Is this what you call acting sincerely and cordially?"
"But," said the good man, "what cause have you to complain,
since we deceive nobody by this mode of speaking? In our schools we
openly teach that we understand it in a manner different from the
Jesuits."
"What I complain of," returned my friend" "is, that you do not
proclaim it everywhere, that by sufficient grace you understand the
grace which is not sufficient. You are bound in conscience, by thus
altering the sense of the ordinary terms of theology, to tell that,
when you admit a sufficient grace in all men, you understand that they
have not sufficient grace in effect. All classes of persons in the
world understand the word sufficient in one and the same sense; the
New Thomists alone understand it in another sense.
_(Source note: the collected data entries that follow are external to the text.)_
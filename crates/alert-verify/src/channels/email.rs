use crate::{
    poll_until_matched, EmailSearchFilter, Mailbox, NotificationVerifier, Patterns,
    RemoteErrorPolicy, Result, Schedule, Verified, VerifyConfig,
};
use alert_request::NotificationChannel;
use anyhow::Context;

/// EmailVerifier searches the mailbox for the alert's notification mail.
///
/// When only unread mail of a single criteria alert is considered, just the
/// most recent matching message is checked. Otherwise, every message
/// returned by the search is checked within a single attempt.
pub struct EmailVerifier<'a> {
    mailbox: &'a dyn Mailbox,
    filter: EmailSearchFilter,
    single_criteria: bool,
    schedule: Schedule,
    remote_errors: RemoteErrorPolicy,
}

impl<'a> EmailVerifier<'a> {
    pub fn new(
        mailbox: &'a dyn Mailbox,
        filter: EmailSearchFilter,
        single_criteria: bool,
        config: &VerifyConfig,
    ) -> Self {
        Self {
            mailbox,
            filter,
            single_criteria,
            schedule: config.schedule(),
            remote_errors: config.email.remote_errors,
        }
    }

    async fn check_once(&self, patterns: &Patterns, attempt: u32) -> anyhow::Result<bool> {
        let ids = self
            .mailbox
            .search(&self.filter)
            .await
            .context("searching the mailbox")?;

        tracing::debug!(
            attempt,
            found = ids.len(),
            subject = %self.filter.subject,
            "searched for alert mail"
        );

        let candidates = match ids.split_last() {
            None => return Ok(false),
            Some((latest, _)) if self.filter.unread_only && self.single_criteria => {
                std::slice::from_ref(latest)
            }
            Some(_) => ids.as_slice(),
        };

        for id in candidates {
            let body = self
                .mailbox
                .message_body(id)
                .await
                .with_context(|| format!("reading message {id}"))?;

            if patterns.matches_all(&body) {
                return Ok(true);
            }
        }
        Ok(false)
    }
}

#[async_trait::async_trait]
impl NotificationVerifier for EmailVerifier<'_> {
    fn channel(&self) -> NotificationChannel {
        NotificationChannel::Email
    }

    #[tracing::instrument(skip_all, fields(channel = %NotificationChannel::Email))]
    async fn poll(&self, patterns: &Patterns) -> Result<Verified> {
        poll_until_matched(
            NotificationChannel::Email,
            &self.schedule,
            self.remote_errors,
            move |attempt| self.check_once(patterns, attempt),
        )
        .await
    }
}

#[cfg(test)]
mod test {
    use super::*;
    use crate::channels::fixtures::Script;
    use chrono::Utc;
    use std::collections::HashMap;
    use std::sync::Mutex;

    struct FakeMailbox {
        search: Script<Vec<String>>,
        bodies: HashMap<String, String>,
        read: Mutex<Vec<String>>,
    }

    #[async_trait::async_trait]
    impl Mailbox for FakeMailbox {
        async fn connect(&mut self) -> anyhow::Result<()> {
            Ok(())
        }
        async fn disconnect(&mut self) -> anyhow::Result<()> {
            Ok(())
        }
        async fn search(&self, _filter: &EmailSearchFilter) -> anyhow::Result<Vec<String>> {
            self.search.next()
        }
        async fn message_body(&self, id: &str) -> anyhow::Result<String> {
            self.read.lock().unwrap().push(id.to_string());
            Ok(self.bodies.get(id).cloned().unwrap_or_default())
        }
    }

    fn mailbox() -> FakeMailbox {
        FakeMailbox {
            search: Script::new(vec![Ok(vec!["1".to_string(), "2".to_string()])]),
            bodies: HashMap::from([
                ("1".to_string(), "Job ID: 41 Status: Completed".to_string()),
                ("2".to_string(), "Job ID: 42 Status: Failed".to_string()),
            ]),
            read: Mutex::new(Vec::new()),
        }
    }

    fn filter(unread_only: bool) -> EmailSearchFilter {
        EmailSearchFilter::for_alert(
            "a",
            "Job Management",
            "Data Protection",
            "cs",
            unread_only,
            Utc::now(),
        )
    }

    fn config() -> VerifyConfig {
        VerifyConfig {
            max_attempts: 2,
            ..Default::default()
        }
    }

    #[tokio::test(start_paused = true)]
    async fn test_unread_single_criteria_checks_latest_only() {
        let mailbox = mailbox();
        let verifier = EmailVerifier::new(&mailbox, filter(true), true, &config());
        let patterns = Patterns::new(["Status: Completed"]).unwrap();

        let err = verifier.poll(&patterns).await.unwrap_err();
        assert!(matches!(
            err,
            crate::Error::NotificationTimeout { attempts: 2, .. }
        ));
        assert_eq!(*mailbox.read.lock().unwrap(), vec!["2", "2"]);
    }

    #[tokio::test(start_paused = true)]
    async fn test_all_messages_scanned_within_one_attempt() {
        let mailbox = mailbox();
        let verifier = EmailVerifier::new(&mailbox, filter(false), true, &config());
        let patterns = Patterns::new(["Status: Completed"]).unwrap();

        let verified = verifier.poll(&patterns).await.unwrap();
        assert_eq!(verified.attempts, 1);
        assert_eq!(*mailbox.read.lock().unwrap(), vec!["1"]);
    }
}
#[cfg(test)]
mod test {
    use super::*;
    use crate::transport::Response;
    use std::collections::VecDeque;
    use std::sync::Mutex;

    /// Transport which replays canned responses and records requests.
    #[derive(Default)]
    struct Replay {
        responses: Mutex<VecDeque<Response>>,
        requests: Mutex<Vec<(Method, String)>>,
        bodies: Mutex<Vec<String>>,
    }

    impl Replay {
        fn new(responses: &[(bool, &str)]) -> Arc<Self> {
            Arc::new(Self {
                responses: Mutex::new(
                    responses
                        .iter()
                        .map(|(ok, body)| Response {
                            ok: *ok,
                            body: body.to_string(),
                        })
                        .collect(),
                ),
                requests: Mutex::default(),
                bodies: Mutex::default(),
            })
        }
    }

    #[async_trait::async_trait]
    impl Transport for Replay {
        async fn execute(
            &self,
            method: Method,
            endpoint: &Endpoint,
            body: Option<&str>,
        ) -> anyhow::Result<Response> {
            self.requests.lock().unwrap().push((method, endpoint.path()));
            if let Some(body) = body {
                self.bodies.lock().unwrap().push(body.to_string());
            }
            self.responses
                .lock()
                .unwrap()
                .pop_front()
                .ok_or_else(|| anyhow::anyhow!("no response for {endpoint}"))
        }
    }

    const NO_ALERTS: &str = r#"{"alertList": []}"#;
    const ONE_ALERT: &str = r#"{"alertList": [{"alert": {"name": "Backup-Alert", "id": 12}}]}"#;

    fn request() -> AlertRequest {
        AlertRequest {
            alert_name: "backup-alert".to_string(),
            xml: "<CVGui_AlertCreateReq/>".to_string(),
            criteria: vec![1],
            query_id: None,
        }
    }

    #[tokio::test]
    async fn test_create_rejects_existing_alert_before_submitting() {
        let transport = Replay::new(&[(true, ONE_ALERT)]);
        let client = RemoteClient::new(transport.clone());

        let err = client.create(&request()).await.unwrap_err();
        assert!(matches!(err, Error::AlreadyExists(name) if name == "backup-alert"));
        assert_eq!(
            *transport.requests.lock().unwrap(),
            vec![(Method::Get, "AlertRule".to_string())]
        );
    }

    #[tokio::test]
    async fn test_create_response_handling() {
        let client = RemoteClient::new(Replay::new(&[
            (true, NO_ALERTS),
            (true, r#"{"alertId": 31}"#),
        ]));
        let handle = client.create(&request()).await.unwrap();
        assert_eq!(handle.alert_id, 31);
        assert_eq!(handle.criteria, vec![1]);

        let client = RemoteClient::new(Replay::new(&[
            (true, NO_ALERTS),
            (false, "503 unavailable"),
        ]));
        assert!(matches!(
            client.create(&request()).await.unwrap_err(),
            Error::Transport { .. }
        ));

        let client = RemoteClient::new(Replay::new(&[(true, NO_ALERTS), (true, "")]));
        assert!(matches!(
            client.create(&request()).await.unwrap_err(),
            Error::EmptyResponse(_)
        ));

        let client = RemoteClient::new(Replay::new(&[
            (true, NO_ALERTS),
            (
                true,
                r#"{"alertId": 0, "errorResp": {"errorMessage": "invalid criteria"}}"#,
            ),
        ]));
        let err = client.create(&request()).await.unwrap_err();
        assert_eq!(err.to_string(), "alert creation failed: invalid criteria");
    }

    #[tokio::test]
    async fn test_error_envelope_fails_despite_returned_id() {
        let client = RemoteClient::new(Replay::new(&[
            (true, NO_ALERTS),
            (
                true,
                r#"{"alertId": 31, "errorResp": {"errorCode": 2, "errorMessage": "alert name too long"}}"#,
            ),
        ]));
        let err = client.create(&request()).await.unwrap_err();
        assert!(
            matches!(&err, Error::CreationFailed(message) if message == "alert name too long"),
            "{err:?}"
        );

        // A nonzero code without a message is an error too.
        let client = RemoteClient::new(Replay::new(&[
            (true, NO_ALERTS),
            (true, r#"{"alertId": 31, "errorResp": {"errorCode": 9}}"#),
        ]));
        let err = client.create(&request()).await.unwrap_err();
        assert_eq!(err.to_string(), "alert creation failed: error code 9");

        // An empty envelope doesn't fail creation.
        let client = RemoteClient::new(Replay::new(&[
            (true, NO_ALERTS),
            (true, r#"{"alertId": 31, "errorResp": {"errorCode": 0}}"#),
        ]));
        assert_eq!(client.create(&request()).await.unwrap().alert_id, 31);

        let client = RemoteClient::new(Replay::new(&[(
            true,
            r#"{"queryId": "88", "response": {"errorCode": 0}, "errorResp": {"errorCode": 7, "errorMessage": "query is invalid"}}"#,
        )]));
        let err = client.import_rule("rule", "<xml/>").await.unwrap_err();
        assert!(
            matches!(&err, Error::Rejected { message, .. } if message == "query is invalid"),
            "{err:?}"
        );
    }

    #[tokio::test]
    async fn test_create_from_details_posts_json() {
        let details = AlertDetails {
            alert_type: 3,
            notif_type: vec![1],
            notif_type_list_operation_type: 0,
            alert_severity: 0,
            non_galaxy_user_operation_type: 0,
            criteria: alert_request::Criteria::Many(vec![65, 66]),
            association_operation_type: 0,
            entities: Default::default(),
            user_list_operation_type: 0,
            users: vec!["admin".to_string()],
            alert_name: "json-alert".to_string(),
            params_list: None,
            non_galaxy_list: None,
        };
        let transport = Replay::new(&[(true, NO_ALERTS), (true, r#"{"alertId": 44}"#)]);
        let client = RemoteClient::new(transport.clone());

        let handle = client.create_from_details(&details).await.unwrap();
        assert_eq!(handle.alert_id, 44);
        assert_eq!(handle.criteria, vec![65, 66]);
        assert_eq!(handle.raw_xml, None);
        assert_eq!(
            transport.requests.lock().unwrap()[1],
            (Method::Post, "AlertRule".to_string())
        );

        let sent: serde_json::Value =
            serde_json::from_str(&transport.bodies.lock().unwrap()[0]).unwrap();
        assert_eq!(sent["alert_name"], "json-alert");
        assert_eq!(sent["criteria"], serde_json::json!([65, 66]));
    }

    #[tokio::test]
    async fn test_rules_and_deletion() {
        let client = RemoteClient::new(Replay::new(&[
            (true, r#"{"queryId": "88", "response": {"errorCode": 0}}"#),
            (
                true,
                r#"{"queryId": "", "response": {"errorCode": 5}, "errorResp": {"errorMessage": "bad rule"}}"#,
            ),
            (true, r#"{"errorCode": 0}"#),
            (true, ONE_ALERT),
            (true, r#"{"errorCode": 0}"#),
            (true, NO_ALERTS),
        ]));

        assert_eq!(client.import_rule("rule", "<xml/>").await.unwrap(), "88");
        assert!(matches!(
            client.import_rule("rule", "<xml/>").await.unwrap_err(),
            Error::Rejected { message, .. } if message == "bad rule"
        ));
        client.delete_rule("rule", "88").await.unwrap();
        client.delete("BACKUP-ALERT").await.unwrap();
        assert!(matches!(
            client.delete("backup-alert").await.unwrap_err(),
            Error::NotFound(_)
        ));
    }

    #[tokio::test]
    async fn test_console_feed_and_sender() {
        let client = RemoteClient::new(Replay::new(&[
            (true, r#"{"feedsList": [{"alertName": "a", "liveFeedId": 4}]}"#),
            (true, r#"{"description": "Detected Criteria: Job Failed"}"#),
            (true, r#"{"senderInfo": {"senderName": "CommServe"}}"#),
        ]));

        let entries = client.entries(1, 10).await.unwrap();
        assert_eq!(
            entries,
            vec![ConsoleFeedEntry {
                alert_name: "a".to_string(),
                live_feed_id: 4
            }]
        );
        assert_eq!(
            client.description(4).await.unwrap(),
            "Detected Criteria: Job Failed"
        );
        assert_eq!(client.alert_sender().await.unwrap(), "CommServe");
    }
}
All the women,
who form one-half of the world, all courtiers, all military men, all
magistrates, all lawyers, merchants, artisans, the whole populace-
in short, all sorts of men, except the Dominicans, understand the word
sufficient to express all that is necessary. Scarcely any one is aware
of this singular exception. It is reported over the whole earth,
simply that the Dominicans hold that all men have the sufficient
graces. What other conclusion can be drawn from this, than that they
hold that all men have all the graces necessary for action; especially
when they are seen joined in interest and intrigue with the Jesuits,
who understand the thing in that sense? Is not the uniformity of
your expressions, viewed in connection with this union of party, a
manifest indication and confirmation of the uniformity of your
sentiments?
"The multitude of the faithful inquire of theologians: What is the
real condition of human nature since its corruption? St.